Sister began as the mysterious line-drawn woman in the Just a Shop, Sir logo, but quickly became something much more useful: a character who could carry the whole tone of the brand. Just a Shop, Sir was never meant to feel like a standard collectables shop. It needed that odd little spark — British, curious, slightly Victorian, and just strange enough to make people wonder what they’d wandered into. Sister gave the shop a face without turning it into a loud mascot brand. She became the quiet presence behind the shelves, the strange inventor figure, the keeper of the oddities, and the reason the brand could feel playful without becoming silly.

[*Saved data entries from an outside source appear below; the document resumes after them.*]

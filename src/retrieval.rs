//! Cross-document retrieval and context formatting.
//!
//! Each attached document owns one vector collection; retrieval fans out
//! the query to every collection concurrently, merges the per-document
//! hits, and re-ranks them globally by ascending distance. Failures in a
//! single collection degrade the result instead of aborting retrieval.
//!
//! The winning hits are rendered into a context block with provenance
//! annotations:
//!
//! ```text
//! [Relevance: 0.95 (Source: Document: report.pdf, Page 3, Section: 2. Methods)]
//! <chunk text>
//! ```

use std::sync::Arc;

use futures::future::join_all;
use uuid::Uuid;

use crate::config::RetrievalConfig;
use crate::models::{ChatMessage, Document};
use crate::store::DocumentStore;
use crate::vector::VectorStore;

/// One globally ranked retrieval hit with its provenance.
#[derive(Debug, Clone)]
pub struct RetrievedChunk {
    pub text: String,
    /// Dissimilarity in [0, 1]; lower ranks first.
    pub distance: f64,
    pub document_id: Uuid,
    pub document_title: String,
    pub page_number: Option<u32>,
    pub section_title: Option<String>,
}

/// Result of retrieval over a session's attached documents.
#[derive(Debug, Clone, Default)]
pub struct RetrievedContext {
    pub hits: Vec<RetrievedChunk>,
    /// Whether any hit was found; providers use this to avoid answering
    /// from thin air.
    pub grounded: bool,
}

impl RetrievedContext {
    /// Render the hits into the annotated context block, or `None` when
    /// nothing was retrieved.
    pub fn format_block(&self) -> Option<String> {
        if self.hits.is_empty() {
            return None;
        }
        let sections: Vec<String> = self
            .hits
            .iter()
            .map(|hit| {
                let mut source = format!("Document: {}", hit.document_title);
                if let Some(page) = hit.page_number {
                    source.push_str(&format!(", Page {}", page));
                }
                if let Some(section) = &hit.section_title {
                    source.push_str(&format!(", Section: {}", section));
                }
                format!(
                    "[Relevance: {:.2} (Source: {})]\n{}",
                    1.0 - hit.distance,
                    source,
                    hit.text
                )
            })
            .collect();
        Some(sections.join("\n\n"))
    }
}

/// Query every attached document's collection and merge the hits into a
/// single globally ranked list of at most `top_k` chunks.
///
/// Documents that are missing, not yet indexed, or whose collection query
/// fails are skipped with a warning.
pub async fn retrieve_context(
    store: &DocumentStore,
    vectors: &Arc<dyn VectorStore>,
    document_ids: &[Uuid],
    query: &str,
    config: &RetrievalConfig,
) -> RetrievedContext {
    let documents: Vec<Document> = document_ids
        .iter()
        .filter_map(|id| store.get(*id).ok())
        .collect();

    let lookups = documents.iter().filter_map(|doc| {
        let collection = doc.collection.clone()?;
        let vectors = Arc::clone(vectors);
        let k = config.per_document_k;
        Some(async move {
            let hits = vectors.query(&collection, query, k).await;
            (doc, hits)
        })
    });

    // (distance, document id, per-document rank) keyed for a total,
    // deterministic order across documents.
    let mut ranked: Vec<(f64, Uuid, usize, RetrievedChunk)> = Vec::new();
    for (doc, hits) in join_all(lookups).await {
        let hits = match hits {
            Ok(hits) => hits,
            Err(err) => {
                tracing::warn!(document = %doc.id, error = %err, "collection query failed");
                continue;
            }
        };
        for (rank, hit) in hits.into_iter().enumerate() {
            ranked.push((
                hit.distance,
                doc.id,
                rank,
                RetrievedChunk {
                    text: hit.text,
                    distance: hit.distance,
                    document_id: doc.id,
                    document_title: doc.display_title().to_string(),
                    page_number: hit.page_number,
                    section_title: hit.section_title,
                },
            ));
        }
    }

    ranked.sort_by(|a, b| {
        a.0.total_cmp(&b.0)
            .then_with(|| a.1.cmp(&b.1))
            .then_with(|| a.2.cmp(&b.2))
    });
    ranked.truncate(config.top_k);

    let hits: Vec<RetrievedChunk> = ranked.into_iter().map(|(_, _, _, hit)| hit).collect();
    let grounded = !hits.is_empty();
    RetrievedContext { hits, grounded }
}

/// Build the retrieval query from the user's message plus a trailing
/// window of conversation history.
pub fn build_query(history: &[ChatMessage], message: &str) -> String {
    if history.is_empty() {
        return message.to_string();
    }
    let context: Vec<String> = history
        .iter()
        .map(|m| format!("{}: {}", m.role.as_str(), m.text))
        .collect();
    format!("Context:\n{}\n\nQuestion: {}", context.join("\n"), message)
}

I developed Sister as part of the wider Just a Shop, Sir identity, shaping her into a recurring character for social content, launch copy, advertising, and brand storytelling. The idea was to create a sense of mystery around the shop: not just “here are some products,” but “what has Sister found this time?” That gave the brand a way to talk about collectables, pop culture merch, vintage finds, rare treasures, and odd little must-haves with more personality than a typical online store. She helped turn product drops into discoveries, captions into tiny bits of lore, and the shop itself into something closer to a curiosity cabinet than a catalogue.

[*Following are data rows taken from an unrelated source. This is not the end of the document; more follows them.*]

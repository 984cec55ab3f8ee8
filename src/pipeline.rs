//! Pipeline orchestrator: admits documents and drives them through the
//! fixed step sequence.
//!
//! One run per document at a time, enforced by the store's run lock;
//! overall concurrency is bounded by a semaphore sized from
//! `pipeline.max_workers`. Steps execute strictly in order and the task
//! yields between them so status polls stay responsive. A step failure
//! freezes the document as `Failed` with the error recorded on both the
//! step and the document; `restart_document` returns a failed document to
//! `Uploaded` for a fresh run.

use std::sync::Arc;

use tokio::sync::Semaphore;
use tokio::task::JoinHandle;
use uuid::Uuid;

use crate::chunker::{self, ChunkParams};
use crate::config::Config;
use crate::error::{PipelineError, StepError};
use crate::extract::Extractor;
use crate::models::{Document, DocumentStatus, StepKind, StepStatus};
use crate::store::DocumentStore;
use crate::vector::VectorStore;

pub struct Pipeline {
    store: Arc<DocumentStore>,
    extractor: Arc<dyn Extractor>,
    vectors: Arc<dyn VectorStore>,
    config: Config,
    workers: Arc<Semaphore>,
}

impl Pipeline {
    pub fn new(
        store: Arc<DocumentStore>,
        extractor: Arc<dyn Extractor>,
        vectors: Arc<dyn VectorStore>,
        config: Config,
    ) -> Self {
        let workers = Arc::new(Semaphore::new(config.pipeline.max_workers));
        Self {
            store,
            extractor,
            vectors,
            config,
            workers,
        }
    }

    pub fn store(&self) -> &Arc<DocumentStore> {
        &self.store
    }

    pub fn vectors(&self) -> &Arc<dyn VectorStore> {
        &self.vectors
    }

    /// Register an uploaded file and return its document record.
    pub fn admit(
        &self,
        original_filename: &str,
        stored_path: &str,
        file_size: u64,
        file_type: &str,
    ) -> Document {
        let document = Document::new(original_filename, stored_path, file_size, file_type);
        tracing::info!(id = %document.id, filename = original_filename, "document admitted");
        self.store.insert(document.clone());
        document
    }

    /// Start a processing run in the background.
    ///
    /// Only `Uploaded` documents are eligible; a document with a run in
    /// flight yields [`PipelineError::AlreadyProcessing`], and terminal
    /// documents must go through [`Pipeline::restart_document`] first.
    pub fn spawn_processing(self: &Arc<Self>, id: Uuid) -> Result<JoinHandle<()>, PipelineError> {
        let snapshot = self.store.get(id)?;
        match snapshot.status {
            DocumentStatus::Uploaded => {}
            DocumentStatus::Processing => return Err(PipelineError::AlreadyProcessing(id)),
            status => return Err(PipelineError::InvalidRestart { id, status }),
        }
        let guard = self.store.try_run_guard(id)?;
        let pipeline = Arc::clone(self);
        Ok(tokio::spawn(async move {
            let _guard = guard;
            let permit = match Arc::clone(&pipeline.workers).acquire_owned().await {
                Ok(permit) => permit,
                Err(_) => return,
            };
            let _permit = permit;
            pipeline.run(id).await;
        }))
    }

    /// Start a run and wait for it to finish, returning the final
    /// document snapshot.
    pub async fn process_and_wait(self: &Arc<Self>, id: Uuid) -> Result<Document, PipelineError> {
        let handle = self.spawn_processing(id)?;
        let _ = handle.await;
        self.store.get(id)
    }

    /// Return a failed document to `Uploaded` with fresh step records so
    /// it can be processed again from scratch.
    pub fn restart_document(&self, id: Uuid) -> Result<Document, PipelineError> {
        let snapshot = self.store.get(id)?;
        if snapshot.status != DocumentStatus::Failed {
            return Err(PipelineError::InvalidRestart {
                id,
                status: snapshot.status,
            });
        }
        // Restart still races a (stale) in-flight run without this check.
        let _guard = self.store.try_run_guard(id)?;
        tracing::info!(%id, "restarting failed document");
        self.store.update_with(id, |doc| {
            doc.status = DocumentStatus::Uploaded;
            doc.steps.clear();
            doc.chunks.clear();
            doc.tables.clear();
            doc.metadata = None;
            doc.error = None;
        })
    }

    /// Remove a document, its vector collection, and its stored file.
    pub async fn delete_document(&self, id: Uuid) -> Result<(), PipelineError> {
        let document = self.store.remove(id)?;
        if let Some(collection) = &document.collection {
            if let Err(err) = self.vectors.delete_collection(collection).await {
                tracing::warn!(%id, error = %err, "failed to drop vector collection");
            }
        }
        let _ = tokio::fs::remove_file(&document.stored_path).await;
        Ok(())
    }

    async fn run(&self, id: Uuid) {
        tracing::info!(%id, "processing started");
        match self.execute(id).await {
            Ok(()) => tracing::info!(%id, "processing finished"),
            Err(RunAbort::StepFailed(kind)) => {
                tracing::warn!(%id, step = kind.as_str(), "processing failed")
            }
            Err(RunAbort::DocumentGone) => {
                tracing::warn!(%id, "document removed mid-run")
            }
        }
    }

    async fn execute(&self, id: Uuid) -> Result<(), RunAbort> {
        self.store
            .update_with(id, |doc| {
                doc.status = DocumentStatus::Processing;
                doc.init_steps();
                doc.error = None;
                doc.chunks.clear();
                doc.tables.clear();
                doc.metadata = None;
            })
            .map_err(|_| RunAbort::DocumentGone)?;

        let snapshot = self.store.get(id).map_err(|_| RunAbort::DocumentGone)?;

        // Text extraction
        self.step_started(id, StepKind::TextExtraction)?;
        let extraction = match self.extractor.extract(&snapshot).await {
            Ok(extraction) => extraction,
            Err(err) => return self.step_failed(id, StepKind::TextExtraction, err),
        };
        let mut text = extraction.text;
        self.step_completed(
            id,
            StepKind::TextExtraction,
            Some(format!("{} characters extracted", text.len())),
        )?;
        tokio::task::yield_now().await;

        // OCR
        if extraction.needs_ocr {
            self.step_started(id, StepKind::Ocr)?;
            match self.extractor.ocr(&snapshot).await {
                Ok(ocr_text) => {
                    if text.trim().is_empty() {
                        text = ocr_text;
                    } else {
                        text.push_str("\n\n");
                        text.push_str(&ocr_text);
                    }
                    self.step_completed(id, StepKind::Ocr, None)?;
                }
                Err(err) => return self.step_failed(id, StepKind::Ocr, err),
            }
        } else {
            self.step_skipped(id, StepKind::Ocr, "sufficient text extracted")?;
        }
        tokio::task::yield_now().await;

        // Table detection
        if self.config.pipeline.extract_tables {
            self.step_started(id, StepKind::TableDetection)?;
            match self.extractor.detect_tables(&snapshot, &text).await {
                Ok(tables) => {
                    let count = tables.len();
                    self.store
                        .update_with(id, |doc| doc.tables = tables)
                        .map_err(|_| RunAbort::DocumentGone)?;
                    self.step_completed(
                        id,
                        StepKind::TableDetection,
                        Some(format!("{} tables detected", count)),
                    )?;
                }
                Err(err) => return self.step_failed(id, StepKind::TableDetection, err),
            }
        } else {
            self.step_skipped(id, StepKind::TableDetection, "table extraction disabled")?;
        }
        tokio::task::yield_now().await;

        // Chunking
        self.step_started(id, StepKind::TextChunking)?;
        let params = ChunkParams {
            chunk_size: self.config.chunking.chunk_size,
            chunk_overlap: self.config.chunking.chunk_overlap,
        };
        let pages = self
            .extractor
            .page_texts(&snapshot)
            .await
            .unwrap_or_default();
        // Chunking is CPU-bound; keep it off the runtime workers. A panic
        // in the blocking task surfaces as an empty list and takes the
        // whole-text fallback below.
        let chunk_input = text.clone();
        let mut chunks = tokio::task::spawn_blocking(move || {
            chunker::chunk_text_with_pages(&chunk_input, &params, &pages)
        })
        .await
        .unwrap_or_default();
        let mut chunk_note = format!("{} chunks produced", chunks.len());
        if chunks.is_empty() && !text.trim().is_empty() {
            // Never forfeit successfully extracted text.
            chunks = vec![chunker::whole_text_chunk(&text)];
            chunk_note = "fell back to a single whole-text chunk".to_string();
        }
        let chunks_for_doc = chunks.clone();
        self.store
            .update_with(id, |doc| doc.chunks = chunks_for_doc)
            .map_err(|_| RunAbort::DocumentGone)?;
        self.step_completed(id, StepKind::TextChunking, Some(chunk_note))?;
        tokio::task::yield_now().await;

        // Embedding / indexing
        self.step_started(id, StepKind::EmbeddingGeneration)?;
        let collection = format!("doc_{}", id);
        let snapshot = self.store.get(id).map_err(|_| RunAbort::DocumentGone)?;
        let indexed = async {
            // Re-runs rebuild the collection from scratch.
            self.vectors.delete_collection(&collection).await?;
            let mut indexed = self.vectors.upsert_chunks(&collection, &chunks).await?;
            indexed += self
                .vectors
                .upsert_tables(&collection, &snapshot.tables)
                .await?;
            Ok::<usize, StepError>(indexed)
        }
        .await;
        match indexed {
            Ok(indexed) => {
                self.store
                    .update_with(id, |doc| doc.collection = Some(collection.clone()))
                    .map_err(|_| RunAbort::DocumentGone)?;
                self.step_completed(
                    id,
                    StepKind::EmbeddingGeneration,
                    Some(format!("{} entries indexed", indexed)),
                )?;
            }
            Err(err) => return self.step_failed(id, StepKind::EmbeddingGeneration, err),
        }
        tokio::task::yield_now().await;

        // Metadata
        self.step_started(id, StepKind::MetadataExtraction)?;
        match self.extractor.extract_metadata(&snapshot, &text).await {
            Ok(metadata) => {
                self.store
                    .update_with(id, |doc| doc.metadata = Some(metadata))
                    .map_err(|_| RunAbort::DocumentGone)?;
                self.step_completed(id, StepKind::MetadataExtraction, None)?;
            }
            Err(err) => return self.step_failed(id, StepKind::MetadataExtraction, err),
        }

        // Terminal marker
        self.store
            .update_with(id, |doc| {
                if let Some(step) = doc.step_mut(StepKind::Completed) {
                    step.status = StepStatus::Completed;
                    step.finished_at = Some(chrono::Utc::now());
                    step.progress = 1.0;
                }
                doc.status = doc.derived_status();
            })
            .map_err(|_| RunAbort::DocumentGone)?;

        Ok(())
    }

    fn step_started(&self, id: Uuid, kind: StepKind) -> Result<(), RunAbort> {
        tracing::debug!(%id, step = kind.as_str(), "step started");
        self.store
            .update_with(id, |doc| {
                if let Some(step) = doc.step_mut(kind) {
                    step.status = StepStatus::InProgress;
                    step.started_at = Some(chrono::Utc::now());
                }
            })
            .map(|_| ())
            .map_err(|_| RunAbort::DocumentGone)
    }

    fn step_completed(
        &self,
        id: Uuid,
        kind: StepKind,
        message: Option<String>,
    ) -> Result<(), RunAbort> {
        self.store
            .update_with(id, |doc| {
                if let Some(step) = doc.step_mut(kind) {
                    step.status = StepStatus::Completed;
                    step.finished_at = Some(chrono::Utc::now());
                    step.progress = 1.0;
                    step.message = message;
                }
            })
            .map(|_| ())
            .map_err(|_| RunAbort::DocumentGone)
    }

    fn step_skipped(&self, id: Uuid, kind: StepKind, reason: &str) -> Result<(), RunAbort> {
        tracing::debug!(%id, step = kind.as_str(), reason, "step skipped");
        let reason = reason.to_string();
        self.store
            .update_with(id, |doc| {
                if let Some(step) = doc.step_mut(kind) {
                    step.status = StepStatus::Skipped;
                    step.finished_at = Some(chrono::Utc::now());
                    step.progress = 1.0;
                    step.message = Some(reason);
                }
            })
            .map(|_| ())
            .map_err(|_| RunAbort::DocumentGone)
    }

    fn step_failed(&self, id: Uuid, kind: StepKind, err: StepError) -> Result<(), RunAbort> {
        let message = err.to_string();
        tracing::warn!(%id, step = kind.as_str(), error = %message, "step failed");
        let _ = self.store.update_with(id, |doc| {
            if let Some(step) = doc.step_mut(kind) {
                step.status = StepStatus::Failed;
                step.finished_at = Some(chrono::Utc::now());
                step.error = Some(message.clone());
            }
            doc.status = DocumentStatus::Failed;
            doc.error = Some(message.clone());
        });
        Err(RunAbort::StepFailed(kind))
    }
}

enum RunAbort {
    StepFailed(StepKind),
    DocumentGone,
}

The result was a character-led brand device that made Just a Shop, Sir feel more distinctive, memorable, and ownable. Sister gave the project a storytelling layer that could stretch across Instagram, TikTok, YouTube, product photography, launch campaigns, packaging ideas, and future shop updates. She captured the “Stay Curious” spirit of the brand: mysterious but warm, theatrical but still light-hearted, odd but never alienating. In a shop built around one-off finds and unexpected treasures, Sister became the perfect guide — always present, never fully explained, and always leaving just enough unanswered to make people look twice.